I wish someone would lift the needle.

The city news this morning is subsumed by the weather. The relentless rain has flooded the highway again.

It's not like a weather surge is novel territory. In the photos, drivers hardly seem surprised to find themselves caught out, having to wade waist-deep through the flash floodwaters of the Don Valley River. Scenes like this have been commonplace since the twenties, despite millions spent on water infrastructure — pumps, land grading, dam building. It occurs to me that the news is glad for a reason to look away from the trouble with women and turn back to more comfortable, understandable crises.

It irritates me that the public's attention can be so neatly, so inexplicably, so artificially turned from the social crisis of the moment. There is still a note of blame assigned to us under this mostly benign weather story: the ongoing climate crisis should have been turned around by the sacrifice of our fertility. Why isn't it working? Why are we behaving badly and calling the whole program into question. How dare we?

I am sick of being blamed for the world's evils. This sickness prickles under my skin. Shhhh dk.

That sense of injustice is what drives me to leave my apartment and walk all the way across Bloor to the pub to have a drink, alone. Becks can't meet me even though it's Thursday, our usual night. She says she has an appointment to interview Simon at his lab. If I finish early, maybe I can stop by and see how you're getting on, she offers weakly. She doesn't mean it. Becks isn't herself now that she's out of the hospital, which makes perfect sense, of course, because she left a piece of herself in there. She'll never be wholly herself again.

Another injustice that irritates my raw insides.

I try not to let it annoy me further that the ladies' bar upstairs — which I've been counting on for the quiet salve of consistency —  has been garishly decked out for Halloween. Plastic pumpkin lanterns sit atop the tables: future landfill destined to erode down into microbeads of plastic, suffocating the last of our oceanic food-supply. This is the very year they'd predicted the death of the world's oceans not so long ago. An unheeded warning. The only fish colonies that have survived the warming temperatures and bellies full of plastic have monstrous features and toxic flesh. Thank goodness for Fish-ish pies.

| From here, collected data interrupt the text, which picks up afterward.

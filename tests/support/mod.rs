//! Test support library
//! Provides various helper functions & utilities for tests.
#![allow(dead_code)]

use nalgebra::Point3;
use pcb_magazine::{
    float_types::Real,
    solid::{Polygon, Solid},
};
use std::path::PathBuf;

/// Returns the approximate bounding box `[min_x, min_y, min_z, max_x, max_y, max_z]`
/// for a set of polygons.
pub fn bounding_box(polygons: &[Polygon]) -> [Real; 6] {
    let mut mins = [Real::MAX; 3];
    let mut maxs = [Real::MIN; 3];
    for poly in polygons {
        for v in &poly.vertices {
            for axis in 0..3 {
                mins[axis] = mins[axis].min(v.pos[axis]);
                maxs[axis] = maxs[axis].max(v.pos[axis]);
            }
        }
    }
    [mins[0], mins[1], mins[2], maxs[0], maxs[1], maxs[2]]
}

/// Quick helper to compare floating-point results with an acceptable tolerance.
pub fn approx_eq(a: Real, b: Real, eps: Real) -> bool {
    (a - b).abs() < eps
}

/// Helper to make a simple Polygon in 3D with given vertices.
pub fn make_polygon_3d(points: &[[Real; 3]]) -> Polygon {
    let pts: Vec<Point3<Real>> = points.iter().map(|p| Point3::new(p[0], p[1], p[2])).collect();
    Polygon::from_points(&pts)
}

/// Volume of `solid` on each side of the plane `axis = 0`, as `(negative, positive)`.
pub fn half_volumes(solid: &Solid, axis: usize) -> (Real, Real) {
    use pcb_magazine::SolidOps;

    let bb = solid.bounding_box();
    let span = (bb.maxs - bb.mins).norm() + 10.0;
    let mut center = [0.0; 3];
    let mut size = [2.0 * span; 3];
    size[axis] = span;

    center[axis] = -span / 2.0;
    let negative = solid.intersection(&Solid::cuboid_at(center, size)).volume();
    center[axis] = span / 2.0;
    let positive = solid.intersection(&Solid::cuboid_at(center, size)).volume();
    (negative, positive)
}

/// A fresh scratch directory under the system temp dir.
pub fn scratch_dir(test: &str) -> PathBuf {
    let dir = std::env::temp_dir().join(format!("pcb-magazine-{test}-{}", std::process::id()));
    let _ = std::fs::remove_dir_all(&dir);
    dir
}
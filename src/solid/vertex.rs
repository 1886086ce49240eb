//! Struct and functions for working with `Vertex`s from which `Polygon`s are composed.

use crate::float_types::Real;
use nalgebra::{Point3, Vector3};

/// A vertex of a polygon, holding position and normal.
#[derive(Debug, Clone, PartialEq, Copy)]
pub struct Vertex {
    pub pos: Point3<Real>,
    pub normal: Vector3<Real>,
}

impl Vertex {
    /// Create a new [`Vertex`].
    ///
    /// Non-finite coordinates are replaced by zero so a single bad input
    /// cannot poison every later plane classification.
    #[inline]
    pub fn new(mut pos: Point3<Real>, mut normal: Vector3<Real>) -> Self {
        for c in pos.coords.iter_mut() {
            if !c.is_finite() {
                *c = 0.0;
            }
        }
        for c in normal.iter_mut() {
            if !c.is_finite() {
                *c = 0.0;
            }
        }

        Vertex { pos, normal }
    }

    /// Flip vertex normal in place.
    pub fn flip(&mut self) {
        self.normal = -self.normal;
    }

    /// Linear interpolation between `self` and `other` at parameter `t`.
    pub fn interpolate(&self, other: &Vertex, t: Real) -> Vertex {
        let pos = self.pos + (other.pos - self.pos) * t;
        let normal = self.normal + (other.normal - self.normal) * t;
        Vertex::new(pos, normal)
    }
}
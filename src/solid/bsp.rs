//! Binary Space Partitioning (BSP) tree used by the boolean operations.

use crate::float_types::Real;
use crate::solid::plane::{BACK, COPLANAR, FRONT, Plane};
use crate::solid::polygon::Polygon;

/// A BSP tree node, containing polygons plus optional front/back subtrees
#[derive(Debug, Clone, Default)]
pub struct Node {
    /// Splitting plane for this node *or* **None** for an empty tree.
    pub plane: Option<Plane>,

    /// Polygons in *front* half‑spaces.
    pub front: Option<Box<Node>>,

    /// Polygons in *back* half‑spaces.
    pub back: Option<Box<Node>>,

    /// Polygons that lie *exactly* on `plane`.
    pub polygons: Vec<Polygon>,
}

/// Weights of the splitting-plane heuristic: spanning polygons are costly,
/// imbalance mildly so.
const SPAN_WEIGHT: Real = 8.0;
const BALANCE_WEIGHT: Real = 1.0;
const PLANE_SAMPLE: usize = 20;

impl Node {
    pub const fn new() -> Self {
        Self {
            plane: None,
            front: None,
            back: None,
            polygons: Vec::new(),
        }
    }

    /// Creates a new BSP node from polygons
    pub fn from_polygons(polygons: &[Polygon]) -> Self {
        let mut node = Self::new();
        if !polygons.is_empty() {
            node.build(polygons);
        }
        node
    }

    /// Convert solid space to empty space and vice versa.
    pub fn invert(&mut self) {
        let mut stack = vec![self];

        while let Some(current) = stack.pop() {
            current.polygons.iter_mut().for_each(|p| p.flip());
            if let Some(ref mut plane) = current.plane {
                plane.flip();
            }
            std::mem::swap(&mut current.front, &mut current.back);

            if let Some(ref mut front) = current.front {
                stack.push(front.as_mut());
            }
            if let Some(ref mut back) = current.back {
                stack.push(back.as_mut());
            }
        }
    }

    /// Pick the sampled polygon plane that splits the fewest polygons while
    /// keeping the two halves balanced.
    fn pick_splitting_plane(polygons: &[Polygon]) -> Plane {
        let mut best_plane = polygons[0].plane.clone();
        let mut best_score = Real::MAX;

        for candidate in polygons.iter().take(PLANE_SAMPLE) {
            let plane = &candidate.plane;
            let (num_front, num_back, num_spanning) = polygons
                .iter()
                .map(|poly| {
                    poly.vertices
                        .iter()
                        .fold(COPLANAR, |acc, v| acc | plane.orient_point(&v.pos))
                })
                .fold((0_i64, 0_i64, 0_i64), |acc, t| match t {
                    COPLANAR => acc,
                    FRONT => (acc.0 + 1, acc.1, acc.2),
                    BACK => (acc.0, acc.1 + 1, acc.2),
                    _ => (acc.0, acc.1, acc.2 + 1),
                });

            let score = SPAN_WEIGHT * num_spanning as Real
                + BALANCE_WEIGHT * ((num_front - num_back) as Real).abs();
            if score < best_score {
                best_score = score;
                best_plane = plane.clone();
            }
        }

        best_plane
    }

    /// Recursively remove all polygons in `polygons` that are inside this tree.
    pub fn clip_polygons(&self, polygons: &[Polygon]) -> Vec<Polygon> {
        let Some(plane) = self.plane.as_ref() else {
            return polygons.to_vec();
        };

        let mut front_polys = Vec::with_capacity(polygons.len());
        let mut back_polys = Vec::with_capacity(polygons.len());

        for polygon in polygons {
            let (coplanar_front, coplanar_back, front_parts, back_parts) =
                plane.split_polygon(polygon);
            front_polys.extend(coplanar_front);
            front_polys.extend(front_parts);
            back_polys.extend(coplanar_back);
            back_polys.extend(back_parts);
        }

        let mut result = match &self.front {
            Some(front) => front.clip_polygons(&front_polys),
            None => front_polys,
        };
        // no back subtree means the back half-space is solid: drop those
        if let Some(back) = &self.back {
            result.extend(back.clip_polygons(&back_polys));
        }

        result
    }

    /// Remove all polygons in this tree that are inside the other tree.
    pub fn clip_to(&mut self, bsp: &Node) {
        self.polygons = bsp.clip_polygons(&self.polygons);
        if let Some(ref mut front) = self.front {
            front.clip_to(bsp);
        }
        if let Some(ref mut back) = self.back {
            back.clip_to(bsp);
        }
    }

    /// Return all polygons in this tree.
    pub fn all_polygons(&self) -> Vec<Polygon> {
        let mut result = Vec::new();
        let mut stack = vec![self];

        while let Some(current) = stack.pop() {
            result.extend_from_slice(&current.polygons);
            stack.extend(
                [&current.front, &current.back]
                    .iter()
                    .filter_map(|child| child.as_deref()),
            );
        }
        result
    }

    /// Build (or extend) the tree from `polygons`.
    pub fn build(&mut self, polygons: &[Polygon]) {
        if polygons.is_empty() {
            return;
        }

        let plane = self
            .plane
            .get_or_insert_with(|| Self::pick_splitting_plane(polygons))
            .clone();

        let mut front = Vec::with_capacity(polygons.len() / 2);
        let mut back = Vec::with_capacity(polygons.len() / 2);

        for polygon in polygons {
            let (coplanar_front, coplanar_back, front_parts, back_parts) =
                plane.split_polygon(polygon);
            self.polygons.extend(coplanar_front);
            self.polygons.extend(coplanar_back);
            front.extend(front_parts);
            back.extend(back_parts);
        }

        if !front.is_empty() {
            self.front
                .get_or_insert_with(|| Box::new(Node::new()))
                .build(&front);
        }
        if !back.is_empty() {
            self.back
                .get_or_insert_with(|| Box::new(Node::new()))
                .build(&back);
        }
    }
}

Worse than the pumpkins are the grotesque depictions of witches hanging from the walls. Pointed hats, green faces, hooked noses. They look greedy and untrustworthy, simple caricatures of what the world has always suspected of women. That they've hung them here, in the ladies' bar, is particularly offensive.

I consider calling this to the attention of the French barmaid, but she's not here. Her replacement is an English Bulldog of a woman; thick arms and brassy hair, inexpertly dyed to cover her grey.

"Where's..." I realize I don't know the french barmaid's name. "The usual person?"

The stout, dour server tilts her chin and looks me over. "Celia's not here, love. What can I get you?"

I glance at the specials board.

"Why isn't she here?" I persist. I need some semblance of regularity in all of this upset.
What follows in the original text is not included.